DATASET RECORDS below:

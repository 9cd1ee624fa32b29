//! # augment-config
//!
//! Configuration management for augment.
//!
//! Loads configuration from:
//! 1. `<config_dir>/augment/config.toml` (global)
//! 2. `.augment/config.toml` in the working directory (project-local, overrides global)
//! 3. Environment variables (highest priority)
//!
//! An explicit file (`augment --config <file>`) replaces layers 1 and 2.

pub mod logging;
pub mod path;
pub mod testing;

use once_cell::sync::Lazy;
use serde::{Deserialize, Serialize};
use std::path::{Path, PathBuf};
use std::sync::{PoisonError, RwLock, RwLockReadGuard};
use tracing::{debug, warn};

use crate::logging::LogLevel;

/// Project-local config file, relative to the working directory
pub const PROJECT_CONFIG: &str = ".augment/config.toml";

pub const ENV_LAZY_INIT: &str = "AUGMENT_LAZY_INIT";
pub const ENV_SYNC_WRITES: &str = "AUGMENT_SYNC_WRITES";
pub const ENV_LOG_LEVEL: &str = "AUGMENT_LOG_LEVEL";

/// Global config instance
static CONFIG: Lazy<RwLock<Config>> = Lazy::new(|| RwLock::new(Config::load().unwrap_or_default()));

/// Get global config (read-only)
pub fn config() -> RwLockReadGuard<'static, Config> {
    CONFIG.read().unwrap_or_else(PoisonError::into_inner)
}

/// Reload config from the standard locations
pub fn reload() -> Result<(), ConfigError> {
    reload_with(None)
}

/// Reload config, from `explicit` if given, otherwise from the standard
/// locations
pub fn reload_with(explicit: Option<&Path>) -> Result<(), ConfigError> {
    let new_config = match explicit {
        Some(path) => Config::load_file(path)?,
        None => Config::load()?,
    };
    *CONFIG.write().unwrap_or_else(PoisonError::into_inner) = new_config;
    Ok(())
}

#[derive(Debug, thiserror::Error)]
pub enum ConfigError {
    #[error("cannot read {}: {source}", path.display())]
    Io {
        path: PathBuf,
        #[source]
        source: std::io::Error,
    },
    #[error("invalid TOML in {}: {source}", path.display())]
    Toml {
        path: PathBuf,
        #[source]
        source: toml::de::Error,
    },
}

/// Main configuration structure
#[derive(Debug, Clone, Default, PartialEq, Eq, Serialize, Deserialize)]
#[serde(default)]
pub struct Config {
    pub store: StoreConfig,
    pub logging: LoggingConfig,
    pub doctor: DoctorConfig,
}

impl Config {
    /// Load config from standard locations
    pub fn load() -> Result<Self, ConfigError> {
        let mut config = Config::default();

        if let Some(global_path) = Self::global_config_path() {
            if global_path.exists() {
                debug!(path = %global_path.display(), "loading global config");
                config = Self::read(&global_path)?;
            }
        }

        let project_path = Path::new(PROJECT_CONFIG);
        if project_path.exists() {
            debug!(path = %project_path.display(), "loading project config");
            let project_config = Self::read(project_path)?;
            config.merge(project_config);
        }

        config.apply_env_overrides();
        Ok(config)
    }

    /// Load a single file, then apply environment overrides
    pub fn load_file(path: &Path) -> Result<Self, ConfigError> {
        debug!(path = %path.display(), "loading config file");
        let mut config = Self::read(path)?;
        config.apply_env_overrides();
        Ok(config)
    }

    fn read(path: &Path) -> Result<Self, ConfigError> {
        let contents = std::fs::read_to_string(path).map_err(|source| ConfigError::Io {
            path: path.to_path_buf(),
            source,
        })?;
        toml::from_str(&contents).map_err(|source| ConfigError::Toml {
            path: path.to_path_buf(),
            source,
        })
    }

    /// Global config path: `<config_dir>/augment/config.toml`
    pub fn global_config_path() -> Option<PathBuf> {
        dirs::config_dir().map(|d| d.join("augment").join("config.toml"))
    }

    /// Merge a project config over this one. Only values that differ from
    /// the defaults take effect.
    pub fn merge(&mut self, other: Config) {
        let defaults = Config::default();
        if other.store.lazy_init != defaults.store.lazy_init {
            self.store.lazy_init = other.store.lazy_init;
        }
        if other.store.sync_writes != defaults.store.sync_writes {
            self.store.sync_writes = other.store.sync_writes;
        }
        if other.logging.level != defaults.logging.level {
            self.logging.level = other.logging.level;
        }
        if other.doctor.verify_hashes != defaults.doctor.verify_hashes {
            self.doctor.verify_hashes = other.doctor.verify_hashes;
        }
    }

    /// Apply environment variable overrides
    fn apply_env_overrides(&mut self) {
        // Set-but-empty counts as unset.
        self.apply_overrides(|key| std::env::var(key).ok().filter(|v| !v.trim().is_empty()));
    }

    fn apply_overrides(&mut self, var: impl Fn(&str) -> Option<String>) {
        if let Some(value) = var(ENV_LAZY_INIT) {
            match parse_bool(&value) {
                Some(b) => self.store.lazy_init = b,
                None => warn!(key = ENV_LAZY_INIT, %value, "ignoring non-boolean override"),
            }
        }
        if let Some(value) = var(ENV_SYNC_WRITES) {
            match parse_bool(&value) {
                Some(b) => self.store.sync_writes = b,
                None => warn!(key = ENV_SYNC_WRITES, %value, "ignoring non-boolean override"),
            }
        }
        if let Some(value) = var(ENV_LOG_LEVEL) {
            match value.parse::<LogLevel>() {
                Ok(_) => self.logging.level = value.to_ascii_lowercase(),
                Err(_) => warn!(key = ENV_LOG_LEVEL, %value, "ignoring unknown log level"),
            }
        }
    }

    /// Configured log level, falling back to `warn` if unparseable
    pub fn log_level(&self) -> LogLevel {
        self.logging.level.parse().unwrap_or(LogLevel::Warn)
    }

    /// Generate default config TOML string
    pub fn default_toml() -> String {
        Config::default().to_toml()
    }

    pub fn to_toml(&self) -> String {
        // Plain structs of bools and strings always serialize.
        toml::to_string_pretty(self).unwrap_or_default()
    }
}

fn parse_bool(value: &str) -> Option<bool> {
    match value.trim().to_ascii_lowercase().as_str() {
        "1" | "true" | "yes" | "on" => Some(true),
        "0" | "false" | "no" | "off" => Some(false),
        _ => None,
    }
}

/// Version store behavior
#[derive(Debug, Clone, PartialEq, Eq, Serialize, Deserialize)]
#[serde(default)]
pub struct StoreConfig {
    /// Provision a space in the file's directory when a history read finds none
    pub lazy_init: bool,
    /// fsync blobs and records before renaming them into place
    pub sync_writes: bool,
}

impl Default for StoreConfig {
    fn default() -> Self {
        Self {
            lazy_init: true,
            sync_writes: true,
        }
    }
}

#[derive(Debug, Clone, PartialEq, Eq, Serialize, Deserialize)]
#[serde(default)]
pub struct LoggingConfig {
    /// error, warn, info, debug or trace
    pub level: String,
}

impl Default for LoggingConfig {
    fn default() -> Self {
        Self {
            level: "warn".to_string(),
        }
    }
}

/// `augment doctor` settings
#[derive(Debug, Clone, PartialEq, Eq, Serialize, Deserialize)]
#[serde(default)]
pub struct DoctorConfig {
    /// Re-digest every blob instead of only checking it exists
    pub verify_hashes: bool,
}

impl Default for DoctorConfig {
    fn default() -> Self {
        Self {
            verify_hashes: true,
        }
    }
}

End of DATASET RECORDS.

▸ **PROBLEM TO SOLVE**: From the records above, print exactly the lines that run from the line with "Some(b) => self.store.lazy_init" to the line with "log level, falling", inclusive.

▸ **OUTPUT**:
                Some(b) => self.store.lazy_init = b,
                None => warn!(key = ENV_LAZY_INIT, %value, "ignoring non-boolean override"),
            }
        }
        if let Some(value) = var(ENV_SYNC_WRITES) {
            match parse_bool(&value) {
                Some(b) => self.store.sync_writes = b,
                None => warn!(key = ENV_SYNC_WRITES, %value, "ignoring non-boolean override"),
            }
        }
        if let Some(value) = var(ENV_LOG_LEVEL) {
            match value.parse::<LogLevel>() {
                Ok(_) => self.logging.level = value.to_ascii_lowercase(),
                Err(_) => warn!(key = ENV_LOG_LEVEL, %value, "ignoring unknown log level"),
            }
        }
    }

    /// Configured log level, falling back to `warn` if unparseable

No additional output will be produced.